The answer is every line of the records that holds the word "foundation", copied in full.

Dataset entries
+ + +

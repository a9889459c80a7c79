//! Radius colliders
//!
//! Two colliders overlap when the distance between their origins is strictly
//! less than the sum of their radii. Touching circles do not collide.

use crate::foundation::math::Point2;

/// Capability of anything that collides as a circle
pub trait RadiusCollider {
    /// Radius of the collision circle
    fn collision_radius(&self) -> f32;

    /// Center of the collision circle
    fn collision_origin(&self) -> Point2;

    /// Whether this collider overlaps `other`
    fn collides_with(&self, other: &dyn RadiusCollider) -> bool {
        let a = self.bounding_circle();
        a.intersects(&other.bounding_circle())
    }

    /// Snapshot of the collision circle
    fn bounding_circle(&self) -> BoundingCircle {
        BoundingCircle::new(self.collision_origin(), self.collision_radius())
    }
}

/// Symmetric overlap test between two colliders
pub fn overlaps(a: &dyn RadiusCollider, b: &dyn RadiusCollider) -> bool {
    a.collides_with(b)
}

/// A bounding circle for collision detection
#[derive(Debug, Clone, Copy, PartialEq)]
pub struct BoundingCircle {
    /// Center in screen space
    pub center: Point2,
    /// Radius of the circle
    pub radius: f32,
}

impl BoundingCircle {
    /// Creates a new bounding circle
    pub fn new(center: Point2, radius: f32) -> Self {
        Self { center, radius }
    }

    /// Check if this circle overlaps another
    pub fn intersects(&self, other: &BoundingCircle) -> bool {
        let distance_squared = (self.center - other.center).magnitude_squared();
        let radius_sum = self.radius + other.radius;
        distance_squared < radius_sum * radius_sum
    }

    /// Whether `point` lies strictly inside the circle
    pub fn contains_point(&self, point: Point2) -> bool {
        (point - self.center).magnitude_squared() < self.radius * self.radius
    }
}

impl RadiusCollider for BoundingCircle {
    fn collision_radius(&self) -> f32 {
        self.radius
    }

    fn collision_origin(&self) -> Point2 {
        self.center
    }
}

#[cfg(test)]
mod tests {
    use super::*;
    use rand::rngs::StdRng;
    use rand::{Rng, SeedableRng};

    fn circle(x: f32, y: f32, r: f32) -> BoundingCircle {
        BoundingCircle::new(Point2::new(x, y), r)
    }

    #[test]
    fn test_touching_circles_do_not_overlap() {
        // 3-4-5 triangle keeps the distance exact in f32
        let a = circle(0.0, 0.0, 2.0);
        let b = circle(3.0, 4.0, 3.0);
        assert!(!overlaps(&a, &b));
        assert!(!overlaps(&b, &a));
    }

    #[test]
    fn test_slightly_closer_circles_overlap() {
        let a = circle(0.0, 0.0, 2.0);
        let b = circle(3.0, 3.9, 3.0);
        assert!(overlaps(&a, &b));
    }

    #[test]
    fn test_far_circles_do_not_overlap() {
        assert!(!overlaps(&circle(0.0, 0.0, 10.0), &circle(100.0, 0.0, 10.0)));
    }

    #[test]
    fn test_overlap_is_symmetric() {
        let mut rng = StdRng::seed_from_u64(7);
        for _ in 0..1000 {
            let a = circle(
                rng.gen_range(-100.0..100.0),
                rng.gen_range(-100.0..100.0),
                rng.gen_range(0.0..50.0),
            );
            let b = circle(
                rng.gen_range(-100.0..100.0),
                rng.gen_range(-100.0..100.0),
                rng.gen_range(0.0..50.0),
            );
            assert_eq!(overlaps(&a, &b), overlaps(&b, &a));
        }
    }

    #[test]
    fn test_contains_point() {
        let c = circle(10.0, 10.0, 5.0);
        assert!(c.contains_point(Point2::new(12.0, 12.0)));
        assert!(!c.contains_point(Point2::new(15.0, 10.0)));
    }
}
//! Entity implementation

use crate::foundation::collections::DefaultKey;

/// Entity identifier.
///
/// Wraps a generational slot-map key: once an entity is destroyed its id
/// never resolves again, even if the underlying slot is reused.
#[derive(Debug, Clone, Copy, PartialEq, Eq, Hash)]
pub struct EntityId(pub(crate) DefaultKey);

impl EntityId {
    /// Get the underlying slot-map key
    pub fn key(&self) -> DefaultKey {
        self.0
    }
}
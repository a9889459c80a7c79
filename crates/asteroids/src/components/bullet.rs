//! Bullets

use super::{Body, FrameContext};
use arcade_engine::foundation::math::{Point2, Vec2};
use arcade_engine::physics::RadiusCollider;
use arcade_engine::render::{Color, DrawContext};

const SIZE: f32 = 2.0;
const BOUNDS_IMMERSION: f32 = 0.5;

/// A shot fired by the player or a UFO.
///
/// Bullets do not expire on their own; whoever spawns one schedules its
/// expiry.
#[derive(Debug, Clone)]
pub struct Bullet {
    body: Body,
    velocity: Vec2,
    from_player: bool,
}

impl Bullet {
    /// Bullet centered on `origin`
    pub fn new(origin: Point2, velocity: Vec2, from_player: bool) -> Self {
        Self {
            body: Body::centered(origin, Vec2::new(SIZE, SIZE), None),
            velocity,
            from_player,
        }
    }

    /// Fired by the player rather than a UFO
    pub fn is_from_player(&self) -> bool {
        self.from_player
    }

    /// Current velocity
    pub fn velocity(&self) -> Vec2 {
        self.velocity
    }

    pub(crate) fn body(&self) -> &Body {
        &self.body
    }

    pub(crate) fn update(&mut self, ctx: &mut FrameContext<'_>) {
        self.body.bounds.offset(self.velocity * ctx.dt);
        self.body.bounds.wrap_within(ctx.screen, BOUNDS_IMMERSION);
    }

    pub(crate) fn draw(&self, frame: &mut dyn DrawContext) {
        frame.fill_rectangle(self.body.bounds, Color::WHITE);
    }
}

impl RadiusCollider for Bullet {
    fn collision_radius(&self) -> f32 {
        SIZE * 0.5
    }

    fn collision_origin(&self) -> Point2 {
        self.body.bounds.center()
    }
}

#[cfg(test)]
mod tests {
    use super::*;
    use crate::components::test_support::Harness;
    use approx::assert_relative_eq;

    #[test]
    fn test_bullet_wraps_past_right_edge() {
        let mut harness = Harness::new();
        let mut bullet = Bullet::new(Point2::new(1199.0, 100.0), Vec2::new(500.0, 0.0), true);
        bullet.update(&mut harness.ctx(0.1));
        assert_relative_eq!(bullet.body().bounds.position.x, -1.0);
        assert_relative_eq!(bullet.body().bounds.position.y, 99.0);
    }
}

+ + +

**Response area:**
use crate::foundation::math::Point2;
use crate::foundation::collections::DefaultKey;
use arcade_engine::foundation::math::{Point2, Vec2};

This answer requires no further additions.